══ Given information

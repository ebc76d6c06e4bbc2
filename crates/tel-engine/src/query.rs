use serde::{Deserialize, Serialize};
use serde_json::Value;
use tel_types::Record;

/// Record selection for [`LedgerEngine::query`](crate::LedgerEngine::query).
///
/// Base filters apply first, then module narrowing (only when
/// `module_filters` is a non-empty map), then `offset` and `limit`.
#[derive(Clone, Debug, PartialEq, Serialize, Deserialize)]
#[serde(default)]
pub struct QueryFilters {
    pub stream: Option<String>,
    pub id: Option<String>,
    /// Inclusive lower bound.
    pub timestamp_from: Option<u64>,
    /// Inclusive upper bound.
    pub timestamp_to: Option<u64>,
    /// Passed to every module that claims a matching record's stream.
    pub module_filters: Value,
    pub limit: Option<usize>,
    pub offset: Option<usize>,
}

impl Default for QueryFilters {
    fn default() -> Self {
        Self {
            stream: None,
            id: None,
            timestamp_from: None,
            timestamp_to: None,
            module_filters: Value::Object(serde_json::Map::new()),
            limit: None,
            offset: None,
        }
    }
}

impl QueryFilters {
    pub fn new() -> Self {
        Self::default()
    }

    pub fn with_stream(mut self, stream: impl Into<String>) -> Self {
        self.stream = Some(stream.into());
        self
    }

    pub fn with_id(mut self, id: impl Into<String>) -> Self {
        self.id = Some(id.into());
        self
    }

    pub fn with_timestamp_range(mut self, from: Option<u64>, to: Option<u64>) -> Self {
        self.timestamp_from = from;
        self.timestamp_to = to;
        self
    }

    pub fn with_module_filters(mut self, filters: Value) -> Self {
        self.module_filters = filters;
        self
    }

    pub fn with_limit(mut self, limit: usize) -> Self {
        self.limit = Some(limit);
        self
    }

    pub fn with_offset(mut self, offset: usize) -> Self {
        self.offset = Some(offset);
        self
    }

    /// Whether `record` passes the stream, id and timestamp filters.
    pub fn matches(&self, record: &Record) -> bool {
        if self.stream.as_deref().is_some_and(|s| s != record.stream) {
            return false;
        }
        if self.id.as_deref().is_some_and(|id| id != record.id) {
            return false;
        }
        if self.timestamp_from.is_some_and(|from| record.timestamp < from) {
            return false;
        }
        if self.timestamp_to.is_some_and(|to| record.timestamp > to) {
            return false;
        }
        true
    }

    /// Whether module narrowing applies.
    pub fn has_module_filters(&self) -> bool {
        match &self.module_filters {
            Value::Null => false,
            Value::Object(map) => !map.is_empty(),
            _ => true,
        }
    }
}

/// One page of query results.
#[derive(Clone, Debug, PartialEq, Serialize, Deserialize)]
pub struct QueryResult {
    pub records: Vec<Record>,
    /// Matches before pagination.
    pub total: usize,
    /// More matches exist after this page.
    pub has_more: bool,
}

impl QueryResult {
    /// Page `matches` with `offset` and `limit`.
    pub(crate) fn paginate(
        matches: Vec<&Record>,
        offset: Option<usize>,
        limit: Option<usize>,
    ) -> Self {
        let total = matches.len();
        let offset = offset.unwrap_or(0).min(total);
        let records: Vec<Record> = matches
            .into_iter()
            .skip(offset)
            .take(limit.unwrap_or(usize::MAX))
            .cloned()
            .collect();
        let has_more = offset + records.len() < total;
        Self {
            records,
            total,
            has_more,
        }
    }
}

#[cfg(test)]
mod tests {
    use serde_json::json;

    use super::*;

    fn record(id: &str, stream: &str, ts: u64) -> Record {
        Record::new(id, stream, ts, json!({}))
    }

    #[test]
    fn default_matches_everything() {
        let filters = QueryFilters::new();
        assert!(filters.matches(&record("a", "proofs", 1)));
        assert!(!filters.has_module_filters());
    }

    #[test]
    fn base_filters_combine() {
        let filters = QueryFilters::new()
            .with_stream("proofs")
            .with_timestamp_range(Some(10), Some(20));
        assert!(filters.matches(&record("a", "proofs", 10)));
        assert!(filters.matches(&record("a", "proofs", 20)));
        assert!(!filters.matches(&record("a", "proofs", 21)));
        assert!(!filters.matches(&record("a", "assets", 15)));

        let by_id = QueryFilters::new().with_id("b");
        assert!(!by_id.matches(&record("a", "proofs", 1)));
        assert!(by_id.matches(&record("b", "proofs", 1)));
    }

    #[test]
    fn module_filters_only_count_when_non_empty() {
        assert!(!QueryFilters::new()
            .with_module_filters(Value::Null)
            .has_module_filters());
        assert!(QueryFilters::new()
            .with_module_filters(json!({"owner_oid": "x"}))
            .has_module_filters());
    }

    #[test]
    fn pagination_reports_total_and_more() {
        let records: Vec<Record> = (1..=5).map(|i| record(&format!("r{i}"), "s", i)).collect();
        let refs: Vec<&Record> = records.iter().collect();

        let page = QueryResult::paginate(refs.clone(), Some(1), Some(2));
        assert_eq!(page.total, 5);
        assert_eq!(page.records.len(), 2);
        assert_eq!(page.records[0].id, "r2");
        assert!(page.has_more);

        let tail = QueryResult::paginate(refs.clone(), Some(3), Some(10));
        assert_eq!(tail.records.len(), 2);
        assert!(!tail.has_more);

        let past_end = QueryResult::paginate(refs, Some(9), None);
        assert!(past_end.records.is_empty());
        assert!(!past_end.has_more);
    }
}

════

* [Description of the task]: The entries above should be set down again exactly as they appear.

* [Written solution]:
repository ebc76d6c06e4bbc2
filename crates/tel-engine/src/query.rs
use serde::{Deserialize, Serialize};
use serde_json::Value;
use tel_types::Record;

/// Record selection for [`LedgerEngine::query`](crate::LedgerEngine::query).
///
/// Base filters apply first, then module narrowing (only when
/// `module_filters` is a non-empty map), then `offset` and `limit`.
#[derive(Clone, Debug, PartialEq, Serialize, Deserialize)]
#[serde(default)]
pub struct QueryFilters {
    pub stream: Option<String>,
    pub id: Option<String>,
    /// Inclusive lower bound.
    pub timestamp_from: Option<u64>,
    /// Inclusive upper bound.
    pub timestamp_to: Option<u64>,
    /// Passed to every module that claims a matching record's stream.
    pub module_filters: Value,
    pub limit: Option<usize>,
    pub offset: Option<usize>,
}

impl Default for QueryFilters {
    fn default() -> Self {
        Self {
            stream: None,
            id: None,
            timestamp_from: None,
            timestamp_to: None,
            module_filters: Value::Object(serde_json::Map::new()),
            limit: None,
            offset: None,
        }
    }
}

impl QueryFilters {
    pub fn new() -> Self {
        Self::default()
    }

    pub fn with_stream(mut self, stream: impl Into<String>) -> Self {
        self.stream = Some(stream.into());
        self
    }

    pub fn with_id(mut self, id: impl Into<String>) -> Self {
        self.id = Some(id.into());
        self
    }

    pub fn with_timestamp_range(mut self, from: Option<u64>, to: Option<u64>) -> Self {
        self.timestamp_from = from;
        self.timestamp_to = to;
        self
    }

    pub fn with_module_filters(mut self, filters: Value) -> Self {
        self.module_filters = filters;
        self
    }

    pub fn with_limit(mut self, limit: usize) -> Self {
        self.limit = Some(limit);
        self
    }

    pub fn with_offset(mut self, offset: usize) -> Self {
        self.offset = Some(offset);
        self
    }

    /// Whether `record` passes the stream, id and timestamp filters.
    pub fn matches(&self, record: &Record) -> bool {
        if self.stream.as_deref().is_some_and(|s| s != record.stream) {
            return false;
        }
        if self.id.as_deref().is_some_and(|id| id != record.id) {
            return false;
        }
        if self.timestamp_from.is_some_and(|from| record.timestamp < from) {
            return false;
        }
        if self.timestamp_to.is_some_and(|to| record.timestamp > to) {
            return false;
        }
        true
    }

    /// Whether module narrowing applies.
    pub fn has_module_filters(&self) -> bool {
        match &self.module_filters {
            Value::Null => false,
            Value::Object(map) => !map.is_empty(),
            _ => true,
        }
    }
}

/// One page of query results.
#[derive(Clone, Debug, PartialEq, Serialize, Deserialize)]
pub struct QueryResult {
    pub records: Vec<Record>,
    /// Matches before pagination.
    pub total: usize,
    /// More matches exist after this page.
    pub has_more: bool,
}

impl QueryResult {
    /// Page `matches` with `offset` and `limit`.
    pub(crate) fn paginate(
        matches: Vec<&Record>,
        offset: Option<usize>,
        limit: Option<usize>,
    ) -> Self {
        let total = matches.len();
        let offset = offset.unwrap_or(0).min(total);
        let records: Vec<Record> = matches
            .into_iter()
            .skip(offset)
            .take(limit.unwrap_or(usize::MAX))
            .cloned()
            .collect();
        let has_more = offset + records.len() < total;
        Self {
            records,
            total,
            has_more,
        }
    }
}

#[cfg(test)]
mod tests {
    use serde_json::json;

    use super::*;

    fn record(id: &str, stream: &str, ts: u64) -> Record {
        Record::new(id, stream, ts, json!({}))
    }

    #[test]
    fn default_matches_everything() {
        let filters = QueryFilters::new();
        assert!(filters.matches(&record("a", "proofs", 1)));
        assert!(!filters.has_module_filters());
    }

    #[test]
    fn base_filters_combine() {
        let filters = QueryFilters::new()
            .with_stream("proofs")
            .with_timestamp_range(Some(10), Some(20));
        assert!(filters.matches(&record("a", "proofs", 10)));
        assert!(filters.matches(&record("a", "proofs", 20)));
        assert!(!filters.matches(&record("a", "proofs", 21)));
        assert!(!filters.matches(&record("a", "assets", 15)));

        let by_id = QueryFilters::new().with_id("b");
        assert!(!by_id.matches(&record("a", "proofs", 1)));
        assert!(by_id.matches(&record("b", "proofs", 1)));
    }

    #[test]
    fn module_filters_only_count_when_non_empty() {
        assert!(!QueryFilters::new()
            .with_module_filters(Value::Null)
            .has_module_filters());
        assert!(QueryFilters::new()
            .with_module_filters(json!({"owner_oid": "x"}))
            .has_module_filters());
    }

    #[test]
    fn pagination_reports_total_and_more() {
        let records: Vec<Record> = (1..=5).map(|i| record(&format!("r{i}"), "s", i)).collect();
        let refs: Vec<&Record> = records.iter().collect();

        let page = QueryResult::paginate(refs.clone(), Some(1), Some(2));
        assert_eq!(page.total, 5);
        assert_eq!(page.records.len(), 2);
        assert_eq!(page.records[0].id, "r2");
        assert!(page.has_more);

        let tail = QueryResult::paginate(refs.clone(), Some(3), Some(10));
        assert_eq!(tail.records.len(), 2);
        assert!(!tail.has_more);

        let past_end = QueryResult::paginate(refs, Some(9), None);
        assert!(past_end.records.is_empty());
        assert!(!past_end.has_more);
    }
}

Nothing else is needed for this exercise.